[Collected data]

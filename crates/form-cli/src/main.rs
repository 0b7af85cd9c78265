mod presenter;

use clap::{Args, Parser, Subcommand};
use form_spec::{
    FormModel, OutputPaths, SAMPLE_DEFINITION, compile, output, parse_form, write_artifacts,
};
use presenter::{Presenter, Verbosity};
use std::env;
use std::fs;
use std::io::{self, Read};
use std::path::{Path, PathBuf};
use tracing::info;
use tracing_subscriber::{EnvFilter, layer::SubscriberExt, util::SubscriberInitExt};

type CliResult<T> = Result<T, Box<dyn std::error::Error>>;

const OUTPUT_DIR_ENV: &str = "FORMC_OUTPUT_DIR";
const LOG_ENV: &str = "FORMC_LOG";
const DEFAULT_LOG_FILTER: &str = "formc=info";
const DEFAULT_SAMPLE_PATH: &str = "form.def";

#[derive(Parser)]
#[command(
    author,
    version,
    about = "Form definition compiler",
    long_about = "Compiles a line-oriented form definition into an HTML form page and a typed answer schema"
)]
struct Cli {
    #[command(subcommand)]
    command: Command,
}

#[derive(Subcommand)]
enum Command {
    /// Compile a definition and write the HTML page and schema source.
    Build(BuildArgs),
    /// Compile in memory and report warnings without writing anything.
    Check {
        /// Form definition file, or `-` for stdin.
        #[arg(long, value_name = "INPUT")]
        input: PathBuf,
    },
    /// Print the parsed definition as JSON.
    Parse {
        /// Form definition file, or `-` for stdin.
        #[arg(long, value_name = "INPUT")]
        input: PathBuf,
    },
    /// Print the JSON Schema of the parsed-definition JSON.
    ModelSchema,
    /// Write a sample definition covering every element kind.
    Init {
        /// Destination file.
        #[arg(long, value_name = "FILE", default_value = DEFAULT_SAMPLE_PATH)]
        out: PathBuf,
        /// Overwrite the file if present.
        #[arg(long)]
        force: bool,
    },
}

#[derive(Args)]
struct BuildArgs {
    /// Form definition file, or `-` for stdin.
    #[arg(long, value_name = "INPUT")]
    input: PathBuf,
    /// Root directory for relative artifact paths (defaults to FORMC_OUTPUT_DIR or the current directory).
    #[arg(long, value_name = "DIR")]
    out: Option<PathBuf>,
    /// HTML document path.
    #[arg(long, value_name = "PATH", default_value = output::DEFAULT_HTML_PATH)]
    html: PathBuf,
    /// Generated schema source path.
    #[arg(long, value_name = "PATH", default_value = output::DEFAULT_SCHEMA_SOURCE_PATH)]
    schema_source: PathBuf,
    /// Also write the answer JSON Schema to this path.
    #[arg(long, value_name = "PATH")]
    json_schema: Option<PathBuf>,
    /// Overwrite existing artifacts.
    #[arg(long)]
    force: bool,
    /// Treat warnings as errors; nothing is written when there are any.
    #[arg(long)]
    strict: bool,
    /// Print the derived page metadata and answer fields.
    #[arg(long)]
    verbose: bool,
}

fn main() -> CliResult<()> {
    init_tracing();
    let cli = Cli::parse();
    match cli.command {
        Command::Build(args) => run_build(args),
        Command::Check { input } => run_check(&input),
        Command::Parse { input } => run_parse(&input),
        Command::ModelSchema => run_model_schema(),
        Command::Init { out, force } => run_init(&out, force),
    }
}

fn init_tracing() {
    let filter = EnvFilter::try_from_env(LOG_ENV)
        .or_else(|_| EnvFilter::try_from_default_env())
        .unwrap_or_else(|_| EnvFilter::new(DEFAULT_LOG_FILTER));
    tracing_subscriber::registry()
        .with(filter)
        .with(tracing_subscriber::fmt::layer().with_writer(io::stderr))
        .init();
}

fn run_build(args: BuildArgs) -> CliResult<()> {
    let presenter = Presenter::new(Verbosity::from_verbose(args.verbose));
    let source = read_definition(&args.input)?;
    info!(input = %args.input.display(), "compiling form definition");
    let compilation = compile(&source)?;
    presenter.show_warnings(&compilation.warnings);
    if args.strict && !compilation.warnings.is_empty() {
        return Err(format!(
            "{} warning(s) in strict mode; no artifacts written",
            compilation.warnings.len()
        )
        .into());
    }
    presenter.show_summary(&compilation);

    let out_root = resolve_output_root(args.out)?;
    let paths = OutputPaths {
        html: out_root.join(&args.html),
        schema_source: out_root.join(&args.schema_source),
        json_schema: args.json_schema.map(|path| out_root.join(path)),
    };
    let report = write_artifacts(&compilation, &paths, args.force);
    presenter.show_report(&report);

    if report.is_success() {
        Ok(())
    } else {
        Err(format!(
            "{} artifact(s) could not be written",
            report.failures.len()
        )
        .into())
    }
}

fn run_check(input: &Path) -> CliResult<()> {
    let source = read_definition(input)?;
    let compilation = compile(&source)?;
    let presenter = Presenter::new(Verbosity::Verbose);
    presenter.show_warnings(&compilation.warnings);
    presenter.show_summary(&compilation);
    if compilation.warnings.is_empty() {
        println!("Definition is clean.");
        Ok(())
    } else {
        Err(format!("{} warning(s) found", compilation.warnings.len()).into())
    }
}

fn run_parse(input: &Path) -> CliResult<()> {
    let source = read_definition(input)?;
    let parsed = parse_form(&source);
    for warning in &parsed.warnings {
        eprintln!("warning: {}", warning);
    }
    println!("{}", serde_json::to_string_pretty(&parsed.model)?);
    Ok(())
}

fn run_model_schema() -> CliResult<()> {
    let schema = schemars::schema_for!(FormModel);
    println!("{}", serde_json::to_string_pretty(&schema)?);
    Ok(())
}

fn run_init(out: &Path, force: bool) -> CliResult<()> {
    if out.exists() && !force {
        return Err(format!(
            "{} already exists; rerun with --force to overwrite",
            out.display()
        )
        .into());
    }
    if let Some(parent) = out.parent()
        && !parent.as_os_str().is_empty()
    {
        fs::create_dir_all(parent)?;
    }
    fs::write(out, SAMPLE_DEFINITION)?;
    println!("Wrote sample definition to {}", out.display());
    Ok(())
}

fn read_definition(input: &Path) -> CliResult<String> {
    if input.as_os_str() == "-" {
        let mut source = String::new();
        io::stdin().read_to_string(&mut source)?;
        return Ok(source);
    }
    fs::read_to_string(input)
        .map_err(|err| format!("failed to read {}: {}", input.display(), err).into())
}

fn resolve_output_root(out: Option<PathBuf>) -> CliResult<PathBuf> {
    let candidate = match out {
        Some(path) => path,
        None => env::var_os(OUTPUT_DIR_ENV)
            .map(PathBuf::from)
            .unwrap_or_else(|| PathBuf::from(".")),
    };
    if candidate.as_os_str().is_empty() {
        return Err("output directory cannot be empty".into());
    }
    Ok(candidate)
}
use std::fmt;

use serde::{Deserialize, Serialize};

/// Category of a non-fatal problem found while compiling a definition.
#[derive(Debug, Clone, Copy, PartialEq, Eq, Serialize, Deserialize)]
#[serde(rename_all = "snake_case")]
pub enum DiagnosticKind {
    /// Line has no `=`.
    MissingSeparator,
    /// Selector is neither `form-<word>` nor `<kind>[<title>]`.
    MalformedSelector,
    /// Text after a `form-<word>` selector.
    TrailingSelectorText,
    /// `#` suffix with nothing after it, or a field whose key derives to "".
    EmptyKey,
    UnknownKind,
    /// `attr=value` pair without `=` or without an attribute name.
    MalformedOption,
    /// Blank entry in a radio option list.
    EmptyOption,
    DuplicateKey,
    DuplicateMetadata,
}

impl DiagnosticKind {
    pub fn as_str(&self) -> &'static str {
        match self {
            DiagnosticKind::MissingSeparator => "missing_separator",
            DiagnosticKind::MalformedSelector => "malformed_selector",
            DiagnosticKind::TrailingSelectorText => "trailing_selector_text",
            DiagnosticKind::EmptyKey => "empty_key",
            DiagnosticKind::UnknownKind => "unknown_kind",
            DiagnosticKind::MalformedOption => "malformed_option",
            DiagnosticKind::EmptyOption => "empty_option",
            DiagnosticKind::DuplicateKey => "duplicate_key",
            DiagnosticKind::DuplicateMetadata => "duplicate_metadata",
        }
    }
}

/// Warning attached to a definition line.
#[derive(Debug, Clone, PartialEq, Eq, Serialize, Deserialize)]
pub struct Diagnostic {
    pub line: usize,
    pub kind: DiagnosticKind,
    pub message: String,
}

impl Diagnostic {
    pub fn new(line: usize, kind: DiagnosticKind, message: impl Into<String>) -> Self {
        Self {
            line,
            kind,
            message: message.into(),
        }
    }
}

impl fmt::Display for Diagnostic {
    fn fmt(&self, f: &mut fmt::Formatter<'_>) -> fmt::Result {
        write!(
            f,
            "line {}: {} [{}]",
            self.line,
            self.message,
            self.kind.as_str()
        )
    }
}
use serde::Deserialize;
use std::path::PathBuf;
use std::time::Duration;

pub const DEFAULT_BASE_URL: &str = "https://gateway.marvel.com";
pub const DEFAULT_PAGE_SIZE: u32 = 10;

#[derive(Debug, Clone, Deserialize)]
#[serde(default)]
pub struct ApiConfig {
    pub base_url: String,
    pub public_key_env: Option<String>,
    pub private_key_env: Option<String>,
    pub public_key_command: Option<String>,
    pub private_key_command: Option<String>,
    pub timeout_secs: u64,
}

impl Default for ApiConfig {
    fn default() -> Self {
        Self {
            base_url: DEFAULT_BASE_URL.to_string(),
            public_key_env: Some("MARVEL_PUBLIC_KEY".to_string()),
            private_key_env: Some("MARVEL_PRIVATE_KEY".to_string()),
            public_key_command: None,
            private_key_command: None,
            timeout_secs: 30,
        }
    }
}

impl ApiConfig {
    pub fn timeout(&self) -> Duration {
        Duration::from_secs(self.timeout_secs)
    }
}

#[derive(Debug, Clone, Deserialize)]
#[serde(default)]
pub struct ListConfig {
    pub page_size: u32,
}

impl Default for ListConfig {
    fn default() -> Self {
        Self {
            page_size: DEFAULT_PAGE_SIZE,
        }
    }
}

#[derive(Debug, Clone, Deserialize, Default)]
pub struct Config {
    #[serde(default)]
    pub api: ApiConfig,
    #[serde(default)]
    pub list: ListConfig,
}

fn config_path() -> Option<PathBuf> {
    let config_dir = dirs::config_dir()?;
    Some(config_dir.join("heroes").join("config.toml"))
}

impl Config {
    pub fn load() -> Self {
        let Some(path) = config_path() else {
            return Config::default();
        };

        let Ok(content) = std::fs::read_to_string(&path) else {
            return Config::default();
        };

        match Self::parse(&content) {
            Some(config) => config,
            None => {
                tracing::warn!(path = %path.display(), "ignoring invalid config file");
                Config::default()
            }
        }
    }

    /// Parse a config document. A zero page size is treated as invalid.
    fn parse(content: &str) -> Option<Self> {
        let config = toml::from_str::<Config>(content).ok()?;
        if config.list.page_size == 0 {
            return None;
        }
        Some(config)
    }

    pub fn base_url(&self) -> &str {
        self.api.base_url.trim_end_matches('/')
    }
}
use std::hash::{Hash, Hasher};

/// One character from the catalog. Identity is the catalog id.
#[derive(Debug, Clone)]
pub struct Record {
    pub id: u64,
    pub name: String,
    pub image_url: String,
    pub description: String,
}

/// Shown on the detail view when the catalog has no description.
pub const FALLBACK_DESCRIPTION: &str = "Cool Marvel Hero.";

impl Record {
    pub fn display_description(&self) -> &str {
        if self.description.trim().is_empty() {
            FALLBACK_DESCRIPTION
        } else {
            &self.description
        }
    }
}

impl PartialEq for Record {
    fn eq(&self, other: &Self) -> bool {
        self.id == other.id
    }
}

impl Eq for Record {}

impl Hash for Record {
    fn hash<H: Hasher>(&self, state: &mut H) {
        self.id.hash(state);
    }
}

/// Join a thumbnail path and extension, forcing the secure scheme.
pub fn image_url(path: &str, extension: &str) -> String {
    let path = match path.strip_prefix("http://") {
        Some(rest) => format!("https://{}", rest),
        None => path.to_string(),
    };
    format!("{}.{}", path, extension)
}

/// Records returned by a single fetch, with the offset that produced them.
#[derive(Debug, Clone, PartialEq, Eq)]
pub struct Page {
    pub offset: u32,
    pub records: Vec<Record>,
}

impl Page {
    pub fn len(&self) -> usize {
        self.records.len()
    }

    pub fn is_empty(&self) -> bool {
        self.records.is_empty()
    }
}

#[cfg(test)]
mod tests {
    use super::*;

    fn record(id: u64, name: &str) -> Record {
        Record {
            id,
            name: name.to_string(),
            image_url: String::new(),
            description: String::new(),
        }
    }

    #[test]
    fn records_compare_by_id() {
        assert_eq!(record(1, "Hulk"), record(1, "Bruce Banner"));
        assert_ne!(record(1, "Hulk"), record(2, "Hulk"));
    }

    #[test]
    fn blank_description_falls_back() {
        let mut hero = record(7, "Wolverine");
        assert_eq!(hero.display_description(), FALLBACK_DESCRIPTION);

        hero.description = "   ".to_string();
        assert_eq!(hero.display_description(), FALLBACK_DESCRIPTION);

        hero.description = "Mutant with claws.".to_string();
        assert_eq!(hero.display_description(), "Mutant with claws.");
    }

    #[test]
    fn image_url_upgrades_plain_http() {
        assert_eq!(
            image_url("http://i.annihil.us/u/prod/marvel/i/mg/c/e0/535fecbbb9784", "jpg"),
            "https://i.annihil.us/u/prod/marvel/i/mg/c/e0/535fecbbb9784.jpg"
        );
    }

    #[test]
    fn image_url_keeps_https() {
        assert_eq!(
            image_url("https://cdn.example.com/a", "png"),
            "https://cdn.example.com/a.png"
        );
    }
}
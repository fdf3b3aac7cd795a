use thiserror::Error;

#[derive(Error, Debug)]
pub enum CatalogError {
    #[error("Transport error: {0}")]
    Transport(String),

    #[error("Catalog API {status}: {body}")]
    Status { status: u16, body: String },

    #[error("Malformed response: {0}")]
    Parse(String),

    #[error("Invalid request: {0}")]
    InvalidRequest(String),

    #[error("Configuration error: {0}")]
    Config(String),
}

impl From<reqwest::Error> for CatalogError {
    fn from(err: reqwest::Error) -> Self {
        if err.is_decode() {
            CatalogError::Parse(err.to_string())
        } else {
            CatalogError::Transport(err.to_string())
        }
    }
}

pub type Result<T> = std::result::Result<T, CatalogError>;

# [PROBLEM DETAILS]
Taking every line of the records in turn, count the ones holding "DuplicateMetadata", and state nothing but the number.

# [RESULT]
2